QuantLib
A free/open-source library for quantitative finance
Reference manual - version 1.20
ConvertibleBonds.cpp

For a given set of option parameters, this example computes the value of a convertible bond with an embedded put option for two different equity options types (with european and american exercise features) using the Tsiveriotis-Fernandes method with different implied tree algorithms. The tree types are Jarrow-Rudd, Cox-Ross-Rubinstein, Additive equiprobabilities, Trigeorgis, Tian and Leisen-Reimer.

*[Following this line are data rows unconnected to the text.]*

mod common;

use common::{count, listing_id_for_key, post, Harness};
use estate_feed::catalog;
use estate_feed::error::SyncError;
use estate_feed::extract::run_extraction;
use estate_feed::models::REASON_SOURCE_DELETED;

#[tokio::test]
async fn test_reingestion_is_idempotent() {
    let h = Harness::new().await;
    let mut cover = post(20, "ЖК Sunrise\n2+1, 85 м²\nЦена: $120,000", 2);
    cover.grouped_id = Some(20);
    let mut second = post(21, "", 2);
    second.text = None;
    second.grouped_id = Some(20);
    h.channel.push_photo(cover, b"cover-bytes".to_vec());
    h.channel.push_photo(second, b"second-bytes".to_vec());
    h.channel.push(post(30, "Студия у моря, $45,000", 1));

    let first = h.engine.run_backfill().await.unwrap();
    assert_eq!(first.processed, 3);
    assert_eq!(first.listings_touched.len(), 2);
    assert_eq!(first.media_stored, 2);

    let again = h.engine.run_backfill().await.unwrap();
    assert_eq!(again.processed, 3);

    assert_eq!(count(h.pool(), "listings").await, 2);
    assert_eq!(count(h.pool(), "channel_messages").await, 3);
    assert_eq!(count(h.pool(), "media").await, 2);
    assert_eq!(count(h.pool(), "listing_images").await, 2);

    // The captioned album member stays representative
    let id = listing_id_for_key(h.pool(), 20).await;
    let listing = catalog::get_listing(h.pool(), &id).await.unwrap().unwrap();
    assert_eq!(listing.message_id, 20);
    assert!(listing.description_raw.unwrap().contains("ЖК Sunrise"));
    assert_eq!(listing.images.len(), 2);
    assert_eq!(listing.images[0].position, 20);
    assert!(listing.images[0].url.starts_with("http://cdn.test/media/listing-images/"));
}

#[tokio::test]
async fn test_tombstone_blocks_recreation() {
    let h = Harness::new().await;
    h.channel.push(post(5, "2+1, $90,000", 1));
    h.engine.run_backfill().await.unwrap();

    let id = listing_id_for_key(h.pool(), 5).await;
    let listing = catalog::get_listing_ref(h.pool(), &id).await.unwrap().unwrap();
    catalog::insert_tombstone(h.pool(), &listing, Some("manual"), Some("test"))
        .await
        .unwrap();
    catalog::delete_listing(h.pool(), &id).await.unwrap();

    let report = h.engine.run_backfill().await.unwrap();
    assert_eq!(report.skipped_excluded, 1);
    assert_eq!(report.processed, 0);
    assert_eq!(count(h.pool(), "listings").await, 0);
}

#[tokio::test]
async fn test_backfill_stops_at_cutoff_and_keeps_highest_watermark() {
    let h = Harness::new().await;
    for id in 1..=3 {
        h.channel.push(post(id, "старое объявление $50,000", 200));
    }
    for id in 4..=6 {
        h.channel.push(post(id, "новое объявление $60,000", 1));
    }

    let report = h.engine.run_backfill().await.unwrap();
    assert_eq!(report.messages_seen, 3);
    assert_eq!(report.watermark_before, None);
    assert_eq!(report.watermark_after, Some(6));
    assert_eq!(count(h.pool(), "listings").await, 3);

    let source = &catalog::list_sources(h.pool()).await.unwrap()[0];
    catalog::advance_watermark(h.pool(), &source.id, 50)
        .await
        .unwrap();
    let report = h.engine.run_backfill().await.unwrap();
    assert_eq!(report.watermark_after, Some(50));
}

#[tokio::test]
async fn test_incremental_reports_touched_listings() {
    let h = Harness::new().await;
    h.channel.push(post(1, "2+1, $80,000", 3));
    h.engine.run_backfill().await.unwrap();

    h.channel.push(post(2, "1+1, $55,000", 0));
    h.channel.push(post(3, "3+1, $150,000", 0));
    let report = h.engine.run_incremental().await.unwrap();
    assert_eq!(report.processed, 2);
    assert_eq!(report.watermark_before, Some(1));
    assert_eq!(report.watermark_after, Some(3));

    let mut expected = vec![
        listing_id_for_key(h.pool(), 2).await,
        listing_id_for_key(h.pool(), 3).await,
    ];
    expected.sort();
    assert_eq!(report.touched_ids(), expected);

    let idle = h.engine.run_incremental().await.unwrap();
    assert_eq!(idle.processed, 0);
    assert!(idle.listings_touched.is_empty());
    assert_eq!(idle.watermark_after, Some(3));
}

#[tokio::test]
async fn test_interrupted_iteration_keeps_progress() {
    let h = Harness::new().await;
    for id in 1..=5 {
        h.channel.push(post(id, "квартира $70,000", 0));
    }
    h.channel.fail_iteration_after(Some(2));

    let report = h.engine.run_incremental().await.unwrap();
    assert!(report.interrupted.is_some());
    assert_eq!(report.processed, 2);
    assert_eq!(report.watermark_after, Some(2));

    h.channel.fail_iteration_after(None);
    let report = h.engine.run_incremental().await.unwrap();
    assert_eq!(report.processed, 3);
    assert_eq!(report.watermark_after, Some(5));

    assert_eq!(h.channel.connect_count(), 2);
    assert_eq!(h.channel.disconnect_count(), 2);
}

async fn seed_listings(h: &Harness, n: i64) {
    for id in 1..=n {
        h.channel.push(post(id, &format!("объявление {} $100,000", id), 1));
    }
    h.engine.run_backfill().await.unwrap();
    assert_eq!(count(h.pool(), "listings").await, n);
}

#[tokio::test]
async fn test_deletion_guard_aborts_mass_deletion() {
    let h = Harness::new().await;
    seed_listings(&h, 25).await;
    for id in 1..=20 {
        h.channel.remove(id);
    }

    let err = h.engine.run_deleted_check().await.unwrap_err();
    match err {
        SyncError::DeletionGuardTripped { missing, total } => {
            assert_eq!(missing, 20);
            assert_eq!(total, 25);
        }
        other => panic!("expected guard trip, got {other}"),
    }
    assert_eq!(count(h.pool(), "listings").await, 25);
    assert_eq!(count(h.pool(), "excluded_listings").await, 0);

    // The session is closed even when the run fails
    assert_eq!(h.channel.connect_count(), h.channel.disconnect_count());
}

#[tokio::test]
async fn test_lookup_blackout_trips_guard() {
    let h = Harness::new().await;
    seed_listings(&h, 25).await;
    h.channel.set_lookup_blackout(true);

    let err = h.engine.run_deleted_check().await.unwrap_err();
    assert!(matches!(err, SyncError::DeletionGuardTripped { missing: 25, .. }));
    assert_eq!(count(h.pool(), "listings").await, 25);
}

#[tokio::test]
async fn test_deleted_check_removes_and_tombstones() {
    let h = Harness::new().await;
    seed_listings(&h, 25).await;
    for id in 1..=10 {
        h.channel.remove(id);
    }

    let report = h.engine.run_deleted_check().await.unwrap();
    assert_eq!(report.checked, 25);
    assert_eq!(report.missing, 10);
    assert_eq!(report.deleted, 10);
    assert_eq!(count(h.pool(), "listings").await, 15);

    let reasons: Vec<String> = sqlx::query_scalar("SELECT reason FROM excluded_listings")
        .fetch_all(h.pool())
        .await
        .unwrap();
    assert_eq!(reasons.len(), 10);
    assert!(reasons.iter().all(|r| r == REASON_SOURCE_DELETED));

    // Removed keys stay gone on the next backfill
    let report = h.engine.run_backfill().await.unwrap();
    assert_eq!(report.skipped_excluded, 0);
    assert_eq!(count(h.pool(), "listings").await, 15);
}

#[tokio::test]
async fn test_deleted_listing_media_is_cleaned_up() {
    let h = Harness::new().await;
    h.channel
        .push_photo(post(7, "1+1, $65,000", 1), b"jpeg".to_vec());
    h.channel.push(post(8, "2+1, $85,000", 1));
    h.engine.run_backfill().await.unwrap();

    let source = &catalog::list_sources(h.pool()).await.unwrap()[0];
    let file = h.media_root().join(&source.id).join("7").join("0.jpg");
    assert!(file.exists());
    assert_eq!(count(h.pool(), "media").await, 1);

    h.channel.remove(7);
    let report = h.engine.run_deleted_check().await.unwrap();
    assert_eq!(report.deleted, 1);

    assert!(!file.exists());
    assert_eq!(count(h.pool(), "media").await, 0);
    assert_eq!(count(h.pool(), "listing_images").await, 0);
    assert_eq!(count(h.pool(), "listings").await, 1);
}

#[tokio::test]
async fn test_empty_photo_download_is_skipped() {
    let h = Harness::new().await;
    h.channel.push_photo(post(9, "студия $40,000", 1), Vec::new());

    let report = h.engine.run_backfill().await.unwrap();
    assert_eq!(report.processed, 1);
    assert_eq!(report.media_stored, 0);
    assert_eq!(count(h.pool(), "media").await, 0);
}

#[tokio::test]
async fn test_extraction_fills_and_respects_existing_fields() {
    let h = Harness::new().await;
    h.channel.push(post(
        11,
        "Продается квартира\nЦена: $120,000\n85 м²\n2+1\n5/9 этаж",
        1,
    ));
    h.engine.run_backfill().await.unwrap();
    let id = listing_id_for_key(h.pool(), 11).await;
    let extraction = &h.engine.config().extraction;

    let report = run_extraction(h.pool(), extraction, None).await.unwrap();
    assert_eq!(report.scanned, 1);
    assert_eq!(report.updated, 1);

    let listing = catalog::get_listing(h.pool(), &id).await.unwrap().unwrap();
    assert_eq!(listing.property_type.as_deref(), Some("apartment"));
    assert_eq!(listing.price_value, Some(120_000.0));
    assert_eq!(listing.price_currency.as_deref(), Some("USD"));
    assert_eq!(listing.price_usd, Some(120_000.0));
    assert_eq!(listing.area_m2, Some(85.0));
    assert_eq!(listing.rooms_text.as_deref(), Some("2+1"));
    assert_eq!(listing.floor, Some(5));
    assert_eq!(listing.total_floors, Some(9));

    // Operator corrections survive a re-run; a blanked description is refilled
    sqlx::query("UPDATE listings SET area_m2 = 60, description_raw = NULL WHERE id = ?")
        .bind(&id)
        .execute(h.pool())
        .await
        .unwrap();
    let scope = vec![id.clone()];
    let report = run_extraction(h.pool(), extraction, Some(&scope)).await.unwrap();
    assert_eq!(report.descriptions_filled, 1);

    let listing = catalog::get_listing(h.pool(), &id).await.unwrap().unwrap();
    assert_eq!(listing.area_m2, Some(60.0));
    assert!(listing.description_raw.unwrap().contains("Цена"));
}

#[tokio::test]
async fn test_storage_removal_failure_still_deletes_listings() {
    let h = Harness::new().await;
    h.channel
        .push_photo(post(1, "1+1, $60,000", 1), b"one".to_vec());
    h.channel
        .push_photo(post(2, "2+1, $80,000", 1), b"two".to_vec());
    h.channel.push(post(3, "3+1, $120,000", 1));
    h.engine.run_backfill().await.unwrap();
    assert_eq!(count(h.pool(), "media").await, 2);

    let source = &catalog::list_sources(h.pool()).await.unwrap()[0];
    let file = h.media_root().join(&source.id).join("1").join("0.jpg");

    h.channel.remove(1);
    h.channel.remove(2);
    h.store.fail_remove(true);
    let report = h.engine.run_deleted_check().await.unwrap();
    assert_eq!(report.missing, 2);
    assert_eq!(report.deleted, 2);
    assert_eq!(report.failed, 0);

    // Objects stay behind, rows are gone either way
    assert!(file.exists());
    assert_eq!(count(h.pool(), "excluded_listings").await, 2);
    assert_eq!(count(h.pool(), "listings").await, 1);
    assert_eq!(count(h.pool(), "media").await, 0);
    assert_eq!(count(h.pool(), "listing_images").await, 0);
}

#[tokio::test]
async fn test_upload_failure_keeps_the_message() {
    let h = Harness::new().await;
    h.store.fail_put(true);
    h.channel
        .push_photo(post(4, "студия $45,000", 1), b"jpeg".to_vec());

    let report = h.engine.run_backfill().await.unwrap();
    assert_eq!(report.processed, 1);
    assert_eq!(report.failed, 0);
    assert_eq!(report.media_stored, 0);
    assert_eq!(count(h.pool(), "channel_messages").await, 1);
    assert_eq!(count(h.pool(), "listings").await, 1);
    assert_eq!(count(h.pool(), "media").await, 0);
}

#[tokio::test]
async fn test_failed_message_does_not_stop_the_run() {
    let h = Harness::new().await;
    for id in 1..=3 {
        h.channel.push(post(id, "квартира $70,000", 0));
    }
    sqlx::query(
        "CREATE TRIGGER reject_second BEFORE INSERT ON channel_messages \
         WHEN NEW.message_id = 2 BEGIN SELECT RAISE(ABORT, 'rejected'); END",
    )
    .execute(h.pool())
    .await
    .unwrap();

    let report = h.engine.run_incremental().await.unwrap();
    assert_eq!(report.messages_seen, 3);
    assert_eq!(report.processed, 2);
    assert_eq!(report.failed, 1);
    assert!(report.interrupted.is_none());
    assert_eq!(count(h.pool(), "listings").await, 2);
    assert_eq!(count(h.pool(), "channel_messages").await, 2);
}

#[tokio::test]
async fn test_photo_rows_are_written_together() {
    let h = Harness::new().await;
    h.channel
        .push_photo(post(6, "1+1, $55,000", 1), b"jpeg".to_vec());
    h.engine.run_backfill().await.unwrap();
    assert_eq!(count(h.pool(), "media").await, 1);

    let message_row_id: String = sqlx::query_scalar("SELECT id FROM channel_messages")
        .fetch_one(h.pool())
        .await
        .unwrap();
    // A link to an unknown listing fails, and the new media row goes with it
    let result = catalog::record_listing_photo(
        h.pool(),
        &message_row_id,
        "no-such-listing",
        "listing-images",
        "x/6/1.jpg",
        "http://cdn.test/media/listing-images/x/6/1.jpg",
        1,
        6,
    )
    .await;
    assert!(result.is_err());
    assert_eq!(count(h.pool(), "media").await, 1);
    assert_eq!(count(h.pool(), "listing_images").await, 1);
}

/* -*- mode: c++; tab-width: 4; indent-tabs-mode: nil; c-basic-offset: 4 -*- */
#include <ql/qldefines.hpp>
#ifdef BOOST_MSVC
# include <ql/auto_link.hpp>
#endif
#include <ql/experimental/convertiblebonds/convertiblebond.hpp>
#include <ql/experimental/convertiblebonds/binomialconvertibleengine.hpp>
#include <ql/time/calendars/target.hpp>
#include <ql/time/daycounters/thirty360.hpp>
#include <ql/utilities/dataformatters.hpp>
#include <iostream>
#include <iomanip>
#define LENGTH(a) (sizeof(a)/sizeof(a[0]))
using namespace QuantLib;
#if defined(QL_ENABLE_SESSIONS)
namespace QuantLib {
ThreadKey sessionId() { return 0; }
}
#endif
int main(int, char* []) {
try {
std::cout << std::endl;
Option::Type type(Option::Put);
Real underlying = 36.0;
Real spreadRate = 0.005;
Spread dividendYield = 0.02;
Rate riskFreeRate = 0.06;
Volatility volatility = 0.20;
Integer settlementDays = 3;
Integer length = 5;
Real redemption = 100.0;
Real conversionRatio = redemption/underlying; // at the money
// set up dates/schedules
Calendar calendar = TARGET();
Date today = calendar.adjust(Date::todaysDate());
Settings::instance().evaluationDate() = today;
Date settlementDate = calendar.advance(today, settlementDays, Days);
Date exerciseDate = calendar.advance(settlementDate, length, Years);
Date issueDate = calendar.advance(exerciseDate, -length, Years);
BusinessDayConvention convention = ModifiedFollowing;
Frequency frequency = Annual;
Schedule schedule(issueDate, exerciseDate,
Period(frequency), calendar,
convention, convention,
DateGeneration::Backward, false);
DividendSchedule dividends;
CallabilitySchedule callability;
std::vector<Real> coupons(1, 0.05);
DayCounter bondDayCount = Thirty360();
Integer callLength[] = { 2, 4 }; // Call dates, years 2, 4.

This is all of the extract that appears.